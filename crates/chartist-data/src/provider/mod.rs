//! 일봉 Provider.
//!
//! 시장 데이터 수집(스크래핑, 외부 API)은 이 crate의 범위 밖이며, 수집된
//! 데이터는 파일로 저장되어 있다고 가정합니다.
//!
//! - [`CsvBarProvider`]: `<dir>/<symbol>.csv` (`date,open,high,low,close,volume`)
//! - [`JsonBarProvider`]: `<dir>/<symbol>.json` (레코드 배열)
//! - [`MemoryBarProvider`]: 미리 적재한 봉

pub mod csv_file;
pub mod json_file;
pub mod memory;

pub use csv_file::CsvBarProvider;
pub use json_file::JsonBarProvider;
pub use memory::MemoryBarProvider;

use async_trait::async_trait;
use chartist_core::{Bar, Instrument};
use chrono::{DateTime, NaiveDate, NaiveDateTime, TimeZone, Utc};
use serde::{Deserialize, Serialize};
use tracing::debug;

use crate::error::{DataError, Result};
use crate::prepare::prepare_bars;
use crate::window::DateWindow;

/// 종목별 일봉 공급자.
#[async_trait]
pub trait BarProvider: Send + Sync {
    /// Provider 이름
    fn name(&self) -> &str;

    /// 종목의 원시 봉을 가져옵니다. 정렬/중복 제거는 호출자가 수행합니다.
    async fn fetch_bars(&self, instrument: &Instrument, window: &DateWindow) -> Result<Vec<Bar>>;
}

/// Provider에서 봉을 가져와 엔진 입력으로 정리합니다.
pub async fn load_bars(
    provider: &dyn BarProvider,
    instrument: &Instrument,
    window: &DateWindow,
) -> Result<Vec<Bar>> {
    let raw = provider.fetch_bars(instrument, window).await?;
    debug!(
        provider = provider.name(),
        symbol = %instrument.symbol,
        raw = raw.len(),
        "봉 로드"
    );
    prepare_bars(&instrument.symbol, raw, window)
}

/// 파일 저장 형식의 일봉 레코드.
#[derive(Debug, Clone, PartialEq, Serialize, Deserialize)]
pub struct BarRecord {
    /// 날짜 (`YYYY-MM-DD`, RFC3339, `YYYY-MM-DD HH:MM:SS`)
    pub date: String,
    pub open: f64,
    pub high: f64,
    pub low: f64,
    pub close: f64,
    #[serde(default)]
    pub volume: i64,
}

impl BarRecord {
    /// 봉으로 변환합니다.
    pub fn to_bar(&self) -> Result<Bar> {
        let time = parse_bar_time(&self.date)?;
        if self.volume < 0 {
            return Err(DataError::InvalidData(format!(
                "negative volume at {}: {}",
                self.date, self.volume
            )));
        }
        Ok(Bar::new(time, self.open, self.high, self.low, self.close, self.volume))
    }
}

impl From<&Bar> for BarRecord {
    fn from(bar: &Bar) -> Self {
        Self {
            date: bar.time.format("%Y-%m-%d").to_string(),
            open: bar.open,
            high: bar.high,
            low: bar.low,
            close: bar.close,
            volume: bar.volume,
        }
    }
}

/// 날짜 문자열을 UTC 시각으로 변환합니다. 날짜만 있으면 자정으로 봅니다.
pub(crate) fn parse_bar_time(value: &str) -> Result<DateTime<Utc>> {
    let value = value.trim();
    if let Ok(date) = NaiveDate::parse_from_str(value, "%Y-%m-%d") {
        if let Some(naive) = date.and_hms_opt(0, 0, 0) {
            return Ok(Utc.from_utc_datetime(&naive));
        }
    }
    if let Ok(dt) = DateTime::parse_from_rfc3339(value) {
        return Ok(dt.with_timezone(&Utc));
    }
    if let Ok(naive) = NaiveDateTime::parse_from_str(value, "%Y-%m-%d %H:%M:%S") {
        return Ok(Utc.from_utc_datetime(&naive));
    }
    Err(DataError::ParseError(format!("unsupported date format: {value}")))
}
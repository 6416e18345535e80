//! 전략 목록 명령어.

use std::fmt::Write as _;

use chartist_strategy::{available_strategies, StrategyMeta};

/// 사용 가능한 전략 표.
pub fn format_strategies(strategies: &[&StrategyMeta]) -> String {
    let mut out = String::new();
    let _ = writeln!(out, "사용 가능한 전략 목록:");
    let _ = writeln!(out, "═══════════════════════════════════════════════════════════════");
    let _ = writeln!(out, "  {:<20} | {:<12} | 설명", "전략 타입", "별칭");
    let _ = writeln!(out, "  ─────────────────────────────────────────────────────────────");
    for meta in strategies {
        let aliases = if meta.aliases.is_empty() {
            "-".to_string()
        } else {
            meta.aliases.join(", ")
        };
        let _ = writeln!(
            out,
            "  {:<20} | {:<12} | {} ({})",
            meta.id, aliases, meta.name, meta.description
        );
    }
    let _ = writeln!(out, "═══════════════════════════════════════════════════════════════");
    let _ = writeln!(out);
    let _ = writeln!(out, "예시 설정 ([strategy] 섹션):");
    let _ = writeln!(out, "  type = \"patterns\"");
    let _ = writeln!(out, "  [strategy.params]");
    let _ = writeln!(out, "  lookback = 120");
    let _ = write!(out, "  enable_m_top = true");
    out
}

/// 사용 가능한 전략 목록을 출력합니다.
pub fn print_available_strategies() {
    println!("{}", format_strategies(&available_strategies()));
}
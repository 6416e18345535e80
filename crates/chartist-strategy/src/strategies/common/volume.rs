//! 거래량 지표.

use chartist_core::Bar;

/// `[index - n + 1, index]` 구간에서 양수 거래량의 단순 평균.
///
/// 양수 거래량이 없거나 `n == 0`이면 0을 반환합니다.
pub fn volume_ma(bars: &[Bar], index: usize, n: usize) -> f64 {
    if n == 0 || index >= bars.len() {
        return 0.0;
    }
    let start = (index + 1).saturating_sub(n);
    let (sum, count) = bars[start..=index]
        .iter()
        .filter(|b| b.volume > 0)
        .fold((0.0, 0usize), |(sum, count), b| (sum + b.volume as f64, count + 1));
    if count == 0 {
        0.0
    } else {
        sum / count as f64
    }
}

#[cfg(test)]
mod tests {
    use super::*;
    use chrono::{Duration, TimeZone, Utc};

    fn bars_with_volume(volumes: &[i64]) -> Vec<Bar> {
        let t0 = Utc.with_ymd_and_hms(2024, 1, 1, 0, 0, 0).unwrap();
        volumes
            .iter()
            .enumerate()
            .map(|(i, &v)| Bar::new(t0 + Duration::days(i as i64), 10.0, 11.0, 9.0, 10.0, v))
            .collect()
    }

    #[test]
    fn test_volume_ma_skips_zero_volume() {
        let bars = bars_with_volume(&[100, 0, 300, 200]);
        assert_eq!(volume_ma(&bars, 3, 3), 250.0);
        assert_eq!(volume_ma(&bars, 3, 10), 200.0);
    }

    #[test]
    fn test_volume_ma_empty_window() {
        let bars = bars_with_volume(&[0, 0]);
        assert_eq!(volume_ma(&bars, 1, 2), 0.0);
        assert_eq!(volume_ma(&bars, 1, 0), 0.0);
    }
}
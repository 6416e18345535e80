//! 종목 병렬 실행.
//!
//! 종목마다 봉을 비동기로 로드한 뒤 시뮬레이션을 tokio 블로킹 태스크에서
//! 실행합니다. 각 실행은 전략을 새로 복제하므로 공유 가변 상태가 없고,
//! 결과는 입력 종목 순서대로 반환됩니다.

use std::sync::Arc;

use chartist_core::Instrument;
use chartist_data::{load_bars, BarProvider, DateWindow};
use futures::future::join_all;
use tracing::{info, warn};

use super::engine::{BacktestEngine, BacktestError, BacktestResult};
use super::result::BacktestReport;

impl BacktestEngine {
    /// 여러 종목을 병렬로 백테스트합니다.
    ///
    /// 실패한 종목은 에러가 담긴 결과로 대체되며 다른 종목에 영향을 주지
    /// 않습니다.
    pub async fn run_all_concurrent(
        self: Arc<Self>,
        provider: Arc<dyn BarProvider>,
        instruments: Vec<Instrument>,
        window: DateWindow,
    ) -> BacktestResult<Vec<BacktestReport>> {
        if instruments.is_empty() {
            return Err(BacktestError::NoInstruments);
        }
        let total = instruments.len();

        let tasks = instruments.into_iter().map(|instrument| {
            let engine = Arc::clone(&self);
            let provider = Arc::clone(&provider);
            async move {
                let bars = match load_bars(provider.as_ref(), &instrument, &window).await {
                    Ok(bars) => bars,
                    Err(err) => {
                        warn!(symbol = %instrument.symbol, error = %err, "봉 데이터 로드 실패");
                        return BacktestReport::failed(&instrument, err);
                    }
                };

                let task_instrument = instrument.clone();
                tokio::task::spawn_blocking(move || engine.run(&task_instrument, &bars))
                    .await
                    .unwrap_or_else(|err| {
                        warn!(symbol = %instrument.symbol, error = %err, "백테스트 태스크 실패");
                        BacktestReport::failed(&instrument, format!("task failed: {err}"))
                    })
            }
        });

        let reports = join_all(tasks).await;
        let failed = reports.iter().filter(|r| !r.is_ok()).count();
        info!(instruments = total, failed, "병렬 백테스트 완료");
        Ok(reports)
    }
}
========================
• **Work order**
Copy the entries word for word. Start at the first line and end with the line containing "fn name(&self) -> &str;".

• **Response box**
filename crates/chartist-data/src/provider/mod.rs
//! 일봉 Provider.
//!
//! 시장 데이터 수집(스크래핑, 외부 API)은 이 crate의 범위 밖이며, 수집된
//! 데이터는 파일로 저장되어 있다고 가정합니다.
//!
//! - [`CsvBarProvider`]: `<dir>/<symbol>.csv` (`date,open,high,low,close,volume`)
//! - [`JsonBarProvider`]: `<dir>/<symbol>.json` (레코드 배열)
//! - [`MemoryBarProvider`]: 미리 적재한 봉

pub mod csv_file;
pub mod json_file;
pub mod memory;

pub use csv_file::CsvBarProvider;
pub use json_file::JsonBarProvider;
pub use memory::MemoryBarProvider;

use async_trait::async_trait;
use chartist_core::{Bar, Instrument};
use chrono::{DateTime, NaiveDate, NaiveDateTime, TimeZone, Utc};
use serde::{Deserialize, Serialize};
use tracing::debug;

use crate::error::{DataError, Result};
use crate::prepare::prepare_bars;
use crate::window::DateWindow;

/// 종목별 일봉 공급자.
#[async_trait]
pub trait BarProvider: Send + Sync {
    /// Provider 이름
    fn name(&self) -> &str;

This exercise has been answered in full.